> [DIRECTIONS]: If a line in the records below contains the word "payloads", copy it.

> [GIVEN ENTRIES]:
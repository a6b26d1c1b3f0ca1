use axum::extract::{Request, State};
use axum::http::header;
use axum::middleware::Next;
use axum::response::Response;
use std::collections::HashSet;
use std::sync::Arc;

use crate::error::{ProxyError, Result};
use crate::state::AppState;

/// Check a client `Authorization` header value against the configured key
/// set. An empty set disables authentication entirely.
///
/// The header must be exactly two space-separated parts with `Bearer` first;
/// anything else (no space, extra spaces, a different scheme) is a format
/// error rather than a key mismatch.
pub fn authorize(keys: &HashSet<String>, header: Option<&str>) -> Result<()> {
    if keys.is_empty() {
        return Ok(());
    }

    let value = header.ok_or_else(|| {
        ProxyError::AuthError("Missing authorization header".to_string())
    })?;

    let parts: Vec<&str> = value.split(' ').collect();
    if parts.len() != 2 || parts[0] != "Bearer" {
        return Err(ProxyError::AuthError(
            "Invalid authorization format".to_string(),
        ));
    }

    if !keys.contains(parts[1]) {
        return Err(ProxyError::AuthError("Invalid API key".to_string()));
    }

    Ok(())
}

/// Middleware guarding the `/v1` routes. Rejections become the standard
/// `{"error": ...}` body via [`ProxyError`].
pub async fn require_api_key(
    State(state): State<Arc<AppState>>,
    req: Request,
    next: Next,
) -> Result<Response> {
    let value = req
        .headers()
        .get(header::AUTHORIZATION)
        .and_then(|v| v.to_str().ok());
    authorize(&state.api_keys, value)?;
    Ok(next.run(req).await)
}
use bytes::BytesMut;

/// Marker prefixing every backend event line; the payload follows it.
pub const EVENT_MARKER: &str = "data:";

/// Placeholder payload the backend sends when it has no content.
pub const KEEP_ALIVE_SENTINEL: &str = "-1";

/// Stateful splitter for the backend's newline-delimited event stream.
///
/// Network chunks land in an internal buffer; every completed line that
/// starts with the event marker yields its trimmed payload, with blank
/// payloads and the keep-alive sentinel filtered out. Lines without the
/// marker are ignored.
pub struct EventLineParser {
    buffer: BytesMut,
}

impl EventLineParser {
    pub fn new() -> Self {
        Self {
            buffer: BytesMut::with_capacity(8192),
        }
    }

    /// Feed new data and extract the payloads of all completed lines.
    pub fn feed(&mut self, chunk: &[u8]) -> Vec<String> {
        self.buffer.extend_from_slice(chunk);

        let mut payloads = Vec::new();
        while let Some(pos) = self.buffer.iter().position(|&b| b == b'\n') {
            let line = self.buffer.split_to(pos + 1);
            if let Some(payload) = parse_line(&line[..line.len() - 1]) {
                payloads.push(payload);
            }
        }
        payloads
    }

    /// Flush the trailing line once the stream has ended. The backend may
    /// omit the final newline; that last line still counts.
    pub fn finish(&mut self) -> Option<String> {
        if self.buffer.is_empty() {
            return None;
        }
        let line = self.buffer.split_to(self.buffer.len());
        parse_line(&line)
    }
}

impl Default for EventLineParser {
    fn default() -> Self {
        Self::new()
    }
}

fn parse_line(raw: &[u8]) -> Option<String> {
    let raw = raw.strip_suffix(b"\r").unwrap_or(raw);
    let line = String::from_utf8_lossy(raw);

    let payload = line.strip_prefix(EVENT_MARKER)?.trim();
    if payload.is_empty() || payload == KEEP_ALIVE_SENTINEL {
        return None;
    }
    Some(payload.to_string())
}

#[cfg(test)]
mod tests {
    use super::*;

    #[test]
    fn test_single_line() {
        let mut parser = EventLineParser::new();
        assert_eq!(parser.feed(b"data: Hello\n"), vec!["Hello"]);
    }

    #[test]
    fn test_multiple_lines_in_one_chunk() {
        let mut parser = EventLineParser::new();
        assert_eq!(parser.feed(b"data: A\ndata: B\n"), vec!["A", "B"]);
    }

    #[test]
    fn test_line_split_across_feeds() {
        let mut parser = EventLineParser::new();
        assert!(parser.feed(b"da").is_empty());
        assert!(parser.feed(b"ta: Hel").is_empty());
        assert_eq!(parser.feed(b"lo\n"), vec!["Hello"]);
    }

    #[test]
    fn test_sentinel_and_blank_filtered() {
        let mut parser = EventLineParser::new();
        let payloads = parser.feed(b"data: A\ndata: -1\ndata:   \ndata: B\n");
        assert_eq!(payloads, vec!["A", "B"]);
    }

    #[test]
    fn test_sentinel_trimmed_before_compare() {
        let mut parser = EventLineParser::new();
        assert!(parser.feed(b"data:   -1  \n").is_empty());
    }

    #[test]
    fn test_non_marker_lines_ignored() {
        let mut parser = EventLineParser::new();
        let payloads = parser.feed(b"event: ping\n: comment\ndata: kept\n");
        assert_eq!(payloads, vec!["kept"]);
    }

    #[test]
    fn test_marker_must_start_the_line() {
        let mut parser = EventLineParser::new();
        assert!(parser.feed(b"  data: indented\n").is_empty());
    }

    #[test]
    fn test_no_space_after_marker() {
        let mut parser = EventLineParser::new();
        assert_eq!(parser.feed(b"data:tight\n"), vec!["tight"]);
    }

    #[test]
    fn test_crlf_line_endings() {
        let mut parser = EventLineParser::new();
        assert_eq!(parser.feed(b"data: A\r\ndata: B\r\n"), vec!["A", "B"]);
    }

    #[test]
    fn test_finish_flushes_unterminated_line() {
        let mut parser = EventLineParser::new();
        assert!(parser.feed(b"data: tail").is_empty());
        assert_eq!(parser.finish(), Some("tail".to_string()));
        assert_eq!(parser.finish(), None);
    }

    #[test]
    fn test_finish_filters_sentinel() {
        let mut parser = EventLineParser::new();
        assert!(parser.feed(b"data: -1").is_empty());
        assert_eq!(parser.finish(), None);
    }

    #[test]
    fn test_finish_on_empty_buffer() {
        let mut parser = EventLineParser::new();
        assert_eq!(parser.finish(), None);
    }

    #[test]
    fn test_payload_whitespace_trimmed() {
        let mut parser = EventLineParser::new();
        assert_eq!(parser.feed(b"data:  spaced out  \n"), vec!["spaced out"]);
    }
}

> [RESPONSE AREA]:
/// payloads and the keep-alive sentinel filtered out. Lines without the
    /// Feed new data and extract the payloads of all completed lines.
        let mut payloads = Vec::new();
                payloads.push(payload);
        payloads
        let payloads = parser.feed(b"data: A\ndata: -1\ndata:   \ndata: B\n");
        assert_eq!(payloads, vec!["A", "B"]);
        let payloads = parser.feed(b"event: ping\n: comment\ndata: kept\n");
        assert_eq!(payloads, vec!["kept"]);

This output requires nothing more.